Exercise ▸ Examine each line of the listing below. Copy those in which the string "operand" appears.

-- Data for processing follows --

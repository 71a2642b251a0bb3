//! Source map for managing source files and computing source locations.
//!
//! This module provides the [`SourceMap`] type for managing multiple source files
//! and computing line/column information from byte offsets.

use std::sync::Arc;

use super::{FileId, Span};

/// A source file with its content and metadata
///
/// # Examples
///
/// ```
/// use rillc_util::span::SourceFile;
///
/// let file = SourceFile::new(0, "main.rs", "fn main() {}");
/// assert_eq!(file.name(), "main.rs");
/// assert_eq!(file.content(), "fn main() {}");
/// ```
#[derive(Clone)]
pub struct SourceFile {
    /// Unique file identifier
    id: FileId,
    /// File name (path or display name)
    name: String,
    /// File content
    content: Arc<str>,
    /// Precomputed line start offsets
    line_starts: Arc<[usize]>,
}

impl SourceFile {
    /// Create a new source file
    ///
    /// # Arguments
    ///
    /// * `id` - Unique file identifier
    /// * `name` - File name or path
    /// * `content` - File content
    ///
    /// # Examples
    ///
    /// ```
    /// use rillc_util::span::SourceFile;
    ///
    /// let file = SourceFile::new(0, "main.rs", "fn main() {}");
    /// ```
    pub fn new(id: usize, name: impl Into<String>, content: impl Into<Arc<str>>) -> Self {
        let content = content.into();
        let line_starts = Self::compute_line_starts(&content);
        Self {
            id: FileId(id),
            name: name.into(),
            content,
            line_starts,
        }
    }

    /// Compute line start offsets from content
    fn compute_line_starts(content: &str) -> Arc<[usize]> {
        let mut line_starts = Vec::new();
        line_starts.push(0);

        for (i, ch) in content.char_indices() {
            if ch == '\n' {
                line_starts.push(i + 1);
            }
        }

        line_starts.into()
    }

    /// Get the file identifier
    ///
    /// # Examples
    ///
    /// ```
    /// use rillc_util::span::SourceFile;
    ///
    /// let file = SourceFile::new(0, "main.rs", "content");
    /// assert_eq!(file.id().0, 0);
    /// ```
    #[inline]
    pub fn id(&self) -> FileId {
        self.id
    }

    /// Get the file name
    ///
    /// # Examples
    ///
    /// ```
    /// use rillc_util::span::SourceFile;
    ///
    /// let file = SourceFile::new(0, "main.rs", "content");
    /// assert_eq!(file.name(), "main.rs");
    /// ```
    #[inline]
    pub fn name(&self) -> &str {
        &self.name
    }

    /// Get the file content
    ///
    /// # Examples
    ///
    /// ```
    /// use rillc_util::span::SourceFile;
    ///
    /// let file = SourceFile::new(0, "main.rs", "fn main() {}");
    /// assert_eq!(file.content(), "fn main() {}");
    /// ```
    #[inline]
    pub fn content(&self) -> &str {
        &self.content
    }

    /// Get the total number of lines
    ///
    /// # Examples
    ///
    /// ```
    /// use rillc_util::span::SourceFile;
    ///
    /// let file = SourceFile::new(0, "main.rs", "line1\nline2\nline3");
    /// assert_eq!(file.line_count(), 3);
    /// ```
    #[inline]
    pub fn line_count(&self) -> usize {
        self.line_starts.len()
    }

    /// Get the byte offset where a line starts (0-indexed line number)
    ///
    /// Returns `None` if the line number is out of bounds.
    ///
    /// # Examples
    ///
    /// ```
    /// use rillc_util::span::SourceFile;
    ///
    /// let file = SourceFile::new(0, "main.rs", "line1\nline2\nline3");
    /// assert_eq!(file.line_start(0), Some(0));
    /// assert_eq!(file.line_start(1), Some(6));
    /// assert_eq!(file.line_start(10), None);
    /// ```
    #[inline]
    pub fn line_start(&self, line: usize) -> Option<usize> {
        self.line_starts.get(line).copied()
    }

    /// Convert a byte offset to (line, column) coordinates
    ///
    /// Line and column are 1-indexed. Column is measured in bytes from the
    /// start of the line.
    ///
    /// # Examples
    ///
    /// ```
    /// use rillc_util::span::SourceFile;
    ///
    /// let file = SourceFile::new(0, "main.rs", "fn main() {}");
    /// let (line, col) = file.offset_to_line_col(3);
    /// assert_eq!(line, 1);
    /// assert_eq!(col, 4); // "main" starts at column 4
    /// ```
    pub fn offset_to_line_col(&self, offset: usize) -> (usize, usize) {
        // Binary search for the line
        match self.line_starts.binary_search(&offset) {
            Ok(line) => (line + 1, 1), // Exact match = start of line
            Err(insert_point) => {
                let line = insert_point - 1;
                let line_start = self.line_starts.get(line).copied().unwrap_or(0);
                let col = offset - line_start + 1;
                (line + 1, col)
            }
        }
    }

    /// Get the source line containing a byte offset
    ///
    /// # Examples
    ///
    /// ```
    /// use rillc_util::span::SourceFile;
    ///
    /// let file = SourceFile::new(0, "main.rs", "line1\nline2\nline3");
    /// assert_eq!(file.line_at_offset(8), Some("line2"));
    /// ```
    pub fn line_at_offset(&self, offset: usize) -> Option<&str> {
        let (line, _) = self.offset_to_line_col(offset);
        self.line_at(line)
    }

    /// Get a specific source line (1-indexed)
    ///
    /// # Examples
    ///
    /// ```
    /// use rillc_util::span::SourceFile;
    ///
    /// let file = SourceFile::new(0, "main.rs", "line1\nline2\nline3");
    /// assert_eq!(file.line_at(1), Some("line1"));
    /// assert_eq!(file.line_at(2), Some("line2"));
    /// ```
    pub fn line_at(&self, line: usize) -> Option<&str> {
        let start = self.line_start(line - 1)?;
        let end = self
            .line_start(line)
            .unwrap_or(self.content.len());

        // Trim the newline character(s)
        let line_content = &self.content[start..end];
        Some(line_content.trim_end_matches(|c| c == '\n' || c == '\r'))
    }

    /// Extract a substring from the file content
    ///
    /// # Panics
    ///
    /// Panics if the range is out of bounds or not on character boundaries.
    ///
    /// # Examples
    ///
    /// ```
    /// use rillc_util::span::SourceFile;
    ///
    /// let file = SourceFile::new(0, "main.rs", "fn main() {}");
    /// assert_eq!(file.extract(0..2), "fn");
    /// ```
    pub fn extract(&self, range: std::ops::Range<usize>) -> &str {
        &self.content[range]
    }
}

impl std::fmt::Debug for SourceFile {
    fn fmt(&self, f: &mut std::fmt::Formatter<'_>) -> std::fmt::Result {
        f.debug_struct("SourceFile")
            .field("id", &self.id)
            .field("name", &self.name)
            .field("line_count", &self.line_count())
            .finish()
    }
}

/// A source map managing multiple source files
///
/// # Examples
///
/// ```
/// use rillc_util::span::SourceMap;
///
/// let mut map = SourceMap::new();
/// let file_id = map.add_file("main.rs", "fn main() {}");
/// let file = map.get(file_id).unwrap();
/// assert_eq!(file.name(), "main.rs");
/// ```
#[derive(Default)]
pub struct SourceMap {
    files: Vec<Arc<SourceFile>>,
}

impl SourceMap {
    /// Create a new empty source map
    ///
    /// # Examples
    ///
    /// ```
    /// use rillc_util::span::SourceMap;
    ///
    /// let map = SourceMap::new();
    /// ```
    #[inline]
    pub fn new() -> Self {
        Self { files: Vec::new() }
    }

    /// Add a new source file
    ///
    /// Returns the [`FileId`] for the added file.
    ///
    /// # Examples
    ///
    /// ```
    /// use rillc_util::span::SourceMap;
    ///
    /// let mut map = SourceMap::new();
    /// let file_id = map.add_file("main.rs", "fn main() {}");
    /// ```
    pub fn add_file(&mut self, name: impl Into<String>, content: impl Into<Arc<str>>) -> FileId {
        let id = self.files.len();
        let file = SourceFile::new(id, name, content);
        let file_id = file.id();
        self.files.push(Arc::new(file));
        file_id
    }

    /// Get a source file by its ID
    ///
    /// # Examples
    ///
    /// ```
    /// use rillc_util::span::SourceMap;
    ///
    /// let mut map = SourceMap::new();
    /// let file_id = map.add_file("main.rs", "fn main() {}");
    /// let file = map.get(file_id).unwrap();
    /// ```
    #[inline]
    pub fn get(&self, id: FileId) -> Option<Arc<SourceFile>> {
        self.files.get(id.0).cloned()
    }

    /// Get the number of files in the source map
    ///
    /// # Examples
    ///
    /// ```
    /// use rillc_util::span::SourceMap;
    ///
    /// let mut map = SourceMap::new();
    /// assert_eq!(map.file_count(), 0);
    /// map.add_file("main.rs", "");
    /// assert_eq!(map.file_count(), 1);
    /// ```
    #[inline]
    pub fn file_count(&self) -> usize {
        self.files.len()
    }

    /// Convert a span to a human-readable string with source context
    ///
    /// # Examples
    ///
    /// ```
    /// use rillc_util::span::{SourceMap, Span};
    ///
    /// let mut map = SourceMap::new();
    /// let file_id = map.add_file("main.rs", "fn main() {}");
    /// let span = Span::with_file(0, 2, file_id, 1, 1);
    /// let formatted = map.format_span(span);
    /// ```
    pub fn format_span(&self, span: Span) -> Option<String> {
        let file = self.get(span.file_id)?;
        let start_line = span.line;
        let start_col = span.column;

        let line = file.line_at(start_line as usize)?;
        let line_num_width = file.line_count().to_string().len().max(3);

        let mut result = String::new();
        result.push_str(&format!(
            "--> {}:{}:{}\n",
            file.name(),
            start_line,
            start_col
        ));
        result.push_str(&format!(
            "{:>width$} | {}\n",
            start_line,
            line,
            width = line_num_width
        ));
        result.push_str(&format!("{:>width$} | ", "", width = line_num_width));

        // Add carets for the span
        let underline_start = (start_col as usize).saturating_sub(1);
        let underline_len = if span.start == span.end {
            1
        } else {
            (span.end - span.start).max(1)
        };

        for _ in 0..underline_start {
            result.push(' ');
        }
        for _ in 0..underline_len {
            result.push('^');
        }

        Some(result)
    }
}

-- Data for processing concluded --
-- Data for processing follows --

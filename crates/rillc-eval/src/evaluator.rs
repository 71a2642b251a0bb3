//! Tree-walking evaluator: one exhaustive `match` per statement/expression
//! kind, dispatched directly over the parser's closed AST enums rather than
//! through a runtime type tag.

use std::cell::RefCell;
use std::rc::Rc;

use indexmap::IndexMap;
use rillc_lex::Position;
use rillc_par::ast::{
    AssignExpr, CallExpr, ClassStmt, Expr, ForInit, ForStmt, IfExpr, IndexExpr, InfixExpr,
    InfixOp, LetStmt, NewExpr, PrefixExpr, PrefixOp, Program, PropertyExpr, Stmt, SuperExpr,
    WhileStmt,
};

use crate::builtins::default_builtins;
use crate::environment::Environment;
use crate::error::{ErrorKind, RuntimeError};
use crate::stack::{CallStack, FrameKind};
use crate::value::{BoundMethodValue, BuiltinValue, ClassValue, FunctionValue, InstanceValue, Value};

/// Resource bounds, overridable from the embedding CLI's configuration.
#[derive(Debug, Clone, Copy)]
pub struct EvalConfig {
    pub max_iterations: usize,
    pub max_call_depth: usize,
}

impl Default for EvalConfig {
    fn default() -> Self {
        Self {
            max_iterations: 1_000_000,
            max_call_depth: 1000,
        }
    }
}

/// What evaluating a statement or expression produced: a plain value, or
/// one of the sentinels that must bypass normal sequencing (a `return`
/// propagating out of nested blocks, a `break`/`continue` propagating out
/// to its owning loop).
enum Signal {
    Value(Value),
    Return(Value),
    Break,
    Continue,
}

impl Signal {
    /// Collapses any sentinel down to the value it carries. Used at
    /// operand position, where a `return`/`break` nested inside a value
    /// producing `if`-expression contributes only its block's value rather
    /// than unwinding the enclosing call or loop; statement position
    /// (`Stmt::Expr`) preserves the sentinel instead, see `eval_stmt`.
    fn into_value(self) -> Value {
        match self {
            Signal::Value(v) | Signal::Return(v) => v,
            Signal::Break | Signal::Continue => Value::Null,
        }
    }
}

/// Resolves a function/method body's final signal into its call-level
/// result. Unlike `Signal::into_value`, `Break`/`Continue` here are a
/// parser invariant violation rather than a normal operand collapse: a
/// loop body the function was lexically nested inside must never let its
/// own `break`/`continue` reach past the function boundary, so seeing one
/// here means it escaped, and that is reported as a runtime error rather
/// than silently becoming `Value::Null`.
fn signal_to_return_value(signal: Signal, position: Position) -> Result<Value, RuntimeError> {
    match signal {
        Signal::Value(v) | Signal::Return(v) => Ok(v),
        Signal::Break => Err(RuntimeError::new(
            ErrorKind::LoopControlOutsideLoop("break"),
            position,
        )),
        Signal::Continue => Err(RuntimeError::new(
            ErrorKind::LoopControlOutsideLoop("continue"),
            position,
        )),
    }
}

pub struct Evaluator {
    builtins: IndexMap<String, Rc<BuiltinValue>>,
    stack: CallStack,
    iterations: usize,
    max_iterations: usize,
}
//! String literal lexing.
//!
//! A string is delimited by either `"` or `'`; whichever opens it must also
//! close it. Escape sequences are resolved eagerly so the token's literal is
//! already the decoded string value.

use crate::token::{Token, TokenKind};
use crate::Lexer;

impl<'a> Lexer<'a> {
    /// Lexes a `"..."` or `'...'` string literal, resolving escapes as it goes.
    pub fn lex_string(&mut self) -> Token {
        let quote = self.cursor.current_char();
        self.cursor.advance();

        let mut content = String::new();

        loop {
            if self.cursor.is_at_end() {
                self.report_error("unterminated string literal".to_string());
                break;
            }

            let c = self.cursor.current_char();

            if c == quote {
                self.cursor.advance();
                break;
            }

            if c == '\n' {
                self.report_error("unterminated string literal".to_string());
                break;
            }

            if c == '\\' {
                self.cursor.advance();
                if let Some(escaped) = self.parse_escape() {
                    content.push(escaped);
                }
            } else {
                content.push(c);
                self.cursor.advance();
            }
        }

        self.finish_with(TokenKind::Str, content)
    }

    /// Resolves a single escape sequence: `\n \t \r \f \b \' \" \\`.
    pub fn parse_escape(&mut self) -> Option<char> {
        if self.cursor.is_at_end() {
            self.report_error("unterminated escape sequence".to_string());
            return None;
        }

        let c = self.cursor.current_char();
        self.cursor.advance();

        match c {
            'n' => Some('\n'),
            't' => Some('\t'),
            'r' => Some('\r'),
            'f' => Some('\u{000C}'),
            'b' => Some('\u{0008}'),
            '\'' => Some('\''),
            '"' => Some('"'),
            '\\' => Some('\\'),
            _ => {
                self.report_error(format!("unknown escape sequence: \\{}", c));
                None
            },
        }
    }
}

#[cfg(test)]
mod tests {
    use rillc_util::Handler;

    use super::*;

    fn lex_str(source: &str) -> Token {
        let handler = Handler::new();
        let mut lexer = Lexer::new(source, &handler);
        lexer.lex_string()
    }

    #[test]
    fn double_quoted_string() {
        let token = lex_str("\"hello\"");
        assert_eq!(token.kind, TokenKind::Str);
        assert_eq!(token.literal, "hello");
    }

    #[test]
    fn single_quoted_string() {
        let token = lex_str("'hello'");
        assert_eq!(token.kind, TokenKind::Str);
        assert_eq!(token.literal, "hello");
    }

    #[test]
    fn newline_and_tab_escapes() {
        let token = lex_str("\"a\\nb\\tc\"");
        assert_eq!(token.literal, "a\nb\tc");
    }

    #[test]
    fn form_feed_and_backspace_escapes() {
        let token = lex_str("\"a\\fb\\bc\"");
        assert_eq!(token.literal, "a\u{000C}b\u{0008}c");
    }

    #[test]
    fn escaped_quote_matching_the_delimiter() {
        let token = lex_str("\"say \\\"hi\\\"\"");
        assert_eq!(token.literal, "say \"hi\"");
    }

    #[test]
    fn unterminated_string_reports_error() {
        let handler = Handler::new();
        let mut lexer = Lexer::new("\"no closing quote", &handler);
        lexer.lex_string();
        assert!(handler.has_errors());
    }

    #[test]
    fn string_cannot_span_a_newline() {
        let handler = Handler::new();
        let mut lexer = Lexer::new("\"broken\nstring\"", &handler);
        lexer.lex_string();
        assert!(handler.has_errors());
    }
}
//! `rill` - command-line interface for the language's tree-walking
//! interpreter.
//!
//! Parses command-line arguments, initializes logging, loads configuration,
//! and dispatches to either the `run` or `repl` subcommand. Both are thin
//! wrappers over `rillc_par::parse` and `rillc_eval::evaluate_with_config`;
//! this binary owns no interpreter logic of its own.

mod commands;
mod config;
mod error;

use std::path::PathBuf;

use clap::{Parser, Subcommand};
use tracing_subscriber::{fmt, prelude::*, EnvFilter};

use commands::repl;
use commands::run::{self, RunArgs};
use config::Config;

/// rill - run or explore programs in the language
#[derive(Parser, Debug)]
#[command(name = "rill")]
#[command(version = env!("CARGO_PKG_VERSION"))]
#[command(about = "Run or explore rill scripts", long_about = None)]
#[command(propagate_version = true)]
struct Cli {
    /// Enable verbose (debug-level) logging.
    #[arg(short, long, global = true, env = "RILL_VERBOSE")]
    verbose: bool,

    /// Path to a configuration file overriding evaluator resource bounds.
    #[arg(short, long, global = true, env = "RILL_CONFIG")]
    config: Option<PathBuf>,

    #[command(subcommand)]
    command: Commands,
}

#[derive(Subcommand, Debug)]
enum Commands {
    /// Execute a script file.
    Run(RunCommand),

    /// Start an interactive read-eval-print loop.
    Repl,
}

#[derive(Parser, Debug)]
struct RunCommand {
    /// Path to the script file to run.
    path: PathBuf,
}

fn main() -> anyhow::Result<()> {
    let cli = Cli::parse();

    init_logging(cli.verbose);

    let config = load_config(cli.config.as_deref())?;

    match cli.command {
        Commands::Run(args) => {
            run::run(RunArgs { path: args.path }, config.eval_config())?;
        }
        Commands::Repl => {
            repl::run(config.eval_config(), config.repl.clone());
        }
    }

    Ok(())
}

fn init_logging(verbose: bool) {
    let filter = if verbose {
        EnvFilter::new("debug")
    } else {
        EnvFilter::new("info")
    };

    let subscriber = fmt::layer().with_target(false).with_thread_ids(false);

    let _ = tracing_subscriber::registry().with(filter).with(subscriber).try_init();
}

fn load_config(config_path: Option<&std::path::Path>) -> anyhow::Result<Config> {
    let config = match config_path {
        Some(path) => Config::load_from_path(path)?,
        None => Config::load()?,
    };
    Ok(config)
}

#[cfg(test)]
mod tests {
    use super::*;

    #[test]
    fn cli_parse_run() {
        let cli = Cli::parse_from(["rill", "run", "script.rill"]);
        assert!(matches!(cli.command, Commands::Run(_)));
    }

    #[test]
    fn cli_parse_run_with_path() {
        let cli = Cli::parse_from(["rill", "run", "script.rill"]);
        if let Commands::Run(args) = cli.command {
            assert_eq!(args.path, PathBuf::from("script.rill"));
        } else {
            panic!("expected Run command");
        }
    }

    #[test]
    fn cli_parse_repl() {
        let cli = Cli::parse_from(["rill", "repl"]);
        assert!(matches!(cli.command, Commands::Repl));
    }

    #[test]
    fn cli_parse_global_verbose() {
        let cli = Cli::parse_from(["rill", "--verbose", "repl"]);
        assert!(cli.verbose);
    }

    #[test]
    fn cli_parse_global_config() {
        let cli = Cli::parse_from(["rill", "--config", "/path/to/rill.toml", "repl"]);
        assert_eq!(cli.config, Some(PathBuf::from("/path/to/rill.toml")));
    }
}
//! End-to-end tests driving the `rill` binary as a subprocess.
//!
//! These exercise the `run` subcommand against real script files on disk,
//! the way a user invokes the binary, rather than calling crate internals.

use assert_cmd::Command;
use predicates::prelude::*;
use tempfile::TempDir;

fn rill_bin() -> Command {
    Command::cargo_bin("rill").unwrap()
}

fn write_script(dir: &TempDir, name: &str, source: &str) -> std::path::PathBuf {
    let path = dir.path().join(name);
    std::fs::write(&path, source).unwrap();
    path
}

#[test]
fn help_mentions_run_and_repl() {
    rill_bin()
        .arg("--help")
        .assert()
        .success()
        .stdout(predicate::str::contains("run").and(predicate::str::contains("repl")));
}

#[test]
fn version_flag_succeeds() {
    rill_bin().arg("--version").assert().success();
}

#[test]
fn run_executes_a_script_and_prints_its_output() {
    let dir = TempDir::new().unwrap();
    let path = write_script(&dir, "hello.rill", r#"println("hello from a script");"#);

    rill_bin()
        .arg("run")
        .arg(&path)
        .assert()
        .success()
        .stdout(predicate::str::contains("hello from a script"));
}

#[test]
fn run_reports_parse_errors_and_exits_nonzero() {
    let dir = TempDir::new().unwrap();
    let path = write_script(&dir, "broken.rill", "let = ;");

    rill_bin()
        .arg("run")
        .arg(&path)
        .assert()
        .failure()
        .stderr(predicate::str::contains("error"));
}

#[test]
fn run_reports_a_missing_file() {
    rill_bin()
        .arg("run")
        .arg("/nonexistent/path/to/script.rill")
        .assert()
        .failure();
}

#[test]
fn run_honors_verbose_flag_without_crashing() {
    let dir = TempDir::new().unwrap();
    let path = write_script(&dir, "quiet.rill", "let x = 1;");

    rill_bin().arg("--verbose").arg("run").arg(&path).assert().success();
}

-- Data for processing concluded --

Solution to the exercise ▸
    /// operand position, where a `return`/`break` nested inside a value
/// parser invariant violation rather than a normal operand collapse: a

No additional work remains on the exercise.